University of North Carolina (UNC) School of Medicine scientists report using transcranial alternating current stimulation(tACS) to enhance memory during sleep, laying the groundwork for a new treatment paradigm for neurological and psychiatric disorders.
The findings, published in the journal Current Biology, offer a non-invasive method to potentially help millions of people with conditions such as autism, Alzheimer’s disease, schizophrenia, and major depressive disorder.

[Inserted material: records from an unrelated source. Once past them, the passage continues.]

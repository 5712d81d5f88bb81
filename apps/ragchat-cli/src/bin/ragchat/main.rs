use std::env;
use std::io::{self, Write};
use std::path::Path;
use std::sync::Arc;

use anyhow::Result;
use indicatif::{ProgressBar, ProgressStyle};
use ragchat_core::config::{Config, Settings};
use ragchat_core::ingest::{ChunkingConfig, DocumentLoader};
use ragchat_core::types::{Answer, QueryRequest};
use ragchat_pipeline::{build_pipeline, index_documents, Pipeline};
use ragchat_vector::OpenedIndex;
use tokio::io::{AsyncBufReadExt, BufReader};
use tracing_subscriber::EnvFilter;

mod args;

use args::{AskArgs, Command, USAGE};

fn init_tracing() {
    let filter = EnvFilter::try_from_default_env().unwrap_or_else(|_| EnvFilter::new("info"));
    tracing_subscriber::fmt().with_env_filter(filter).with_writer(io::stderr).init();
}

#[tokio::main]
async fn main() -> Result<()> {
    init_tracing();
    let argv: Vec<String> = env::args().skip(1).collect();
    let command = args::parse(&argv).map_err(|e| {
        eprintln!("{e}\n\n{USAGE}");
        e
    })?;
    if command == Command::Help {
        println!("{USAGE}");
        return Ok(());
    }

    let config = Config::load().map_err(|e| {
        eprintln!("Error loading config: {e}");
        e
    })?;
    let settings = config.settings()?;
    let (pipeline, index) = build_pipeline(&settings).await?;

    match command {
        Command::Ingest { dir, limit } => ingest(&settings, &pipeline, &index, &dir, limit).await?,
        Command::Ask(ask) => {
            let query = query_from(&settings, ask.question.clone(), &ask);
            if ask.show_context {
                let context = pipeline.retrieve_context(&query).await?;
                println!("--- context ({} / {} {:?}) ---", context.size, context.budget, context.policy);
                for p in &context.passages {
                    println!("#{} {:.4} {}", p.rank, p.score, p.document.id);
                }
                println!();
            }
            print_answer(&pipeline.answer(&query).await?);
        }
        Command::Chat => chat(&settings, &pipeline).await?,
        Command::Stats => {
            println!("documents:  {}", index.handle().len().await?);
            println!("embedder:   {} (dim {})", pipeline.retriever().embedder().id(), index.handle().dim());
            println!("index:      {} ({:?})", settings.index.backend, settings.index.similarity_metric);
            println!("generation: {} ({})", settings.generation.backend, settings.generation.model);
            println!("budget:     {} {:?}", settings.context.budget, settings.context.size_policy);
        }
        Command::Help => {}
    }
    Ok(())
}

fn query_from(settings: &Settings, text: String, ask: &AskArgs) -> QueryRequest {
    let mut query = QueryRequest::new(text, ask.top_k.unwrap_or(settings.retrieval.top_k));
    if !ask.filters.is_empty() {
        query.filters = Some(ask.filters.clone());
    }
    query
}

fn print_answer(answer: &Answer) {
    println!("{}", answer.text);
    if !answer.sources.is_empty() {
        println!("\nSources: {}", answer.sources.join(", "));
    }
}

async fn ingest(
    settings: &Settings,
    pipeline: &Arc<Pipeline>,
    index: &OpenedIndex,
    dir: &Path,
    limit: Option<usize>,
) -> Result<()> {
    let loader = DocumentLoader::new(ChunkingConfig::from(&settings.ingest));
    let documents = match limit {
        Some(n) => loader.load_directory_limited(dir, n)?,
        None => loader.load_directory(dir)?,
    };
    tracing::info!(dir = %dir.display(), chunks = documents.len(), "ingesting");

    let embedder = pipeline.retriever().embedder();
    let handle = index.handle();
    let pb = ProgressBar::new(documents.len() as u64);
    pb.set_style(ProgressStyle::with_template("{bar:40} {pos}/{len} chunks ({eta})")?);
    let report = index_documents(embedder.as_ref(), handle.as_ref(), documents, || pb.inc(1)).await?;
    pb.finish_and_clear();

    index.persist().await?;
    println!(
        "Indexed {} chunks, skipped {}, replaced {} ({} documents in index)",
        report.indexed,
        report.skipped,
        report.replaced,
        handle.len().await?
    );
    Ok(())
}

async fn chat(settings: &Settings, pipeline: &Arc<Pipeline>) -> Result<()> {
    let mut lines = BufReader::new(tokio::io::stdin()).lines();
    let defaults = AskArgs::default();
    print!("> ");
    io::stdout().flush()?;
    while let Some(line) = lines.next_line().await? {
        let question = line.trim();
        if matches!(question, "exit" | "quit") {
            break;
        }
        if !question.is_empty() {
            match pipeline.answer(&query_from(settings, question.to_string(), &defaults)).await {
                Ok(answer) => print_answer(&answer),
                Err(e) => println!("error: {e}"),
            }
        }
        print!("\n> ");
        io::stdout().flush()?;
    }
    Ok(())
}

Ref: Feedback-Controlled Transcranial Alternating Current Stimulation Reveals a Functional Role of Sleep Spindles in Motor Memory Consolidation. Current Biology (28 July 2016) | DOI: 10.1016/j.cub.2016.06.044
Transient episodes of brain oscillations are a common feature of both the waking and the sleeping brain. Sleep spindles represent a prominent example of a poorly understood transient brain oscillation that is impaired in disorders such as Alzheimer’s disease and schizophrenia. However, the causal role of these bouts of thalamo-cortical oscillations remains unknown. Demonstrating a functional role of sleep spindles in cognitive processes has, so far, been hindered by the lack of a tool to target transient brain oscillations in real time. Here, we show, for the first time, selective enhancement of sleep spindles with non-invasive brain stimulation in humans. We developed a system that detects sleep spindles in real time and applies oscillatory stimulation. Our stimulation selectively enhanced spindle activity as determined by increased sigma activity after transcranial alternating current stimulation (tACS) application. This targeted modulation caused significant enhancement of motor memory consolidation that correlated with the stimulation-induced change in fast spindle activity. Strikingly, we found a similar correlation between motor memory and spindle characteristics during the sham night for the same spindle frequencies and electrode locations. Therefore, our results directly demonstrate a functional relationship between oscillatory spindle activity and cognition.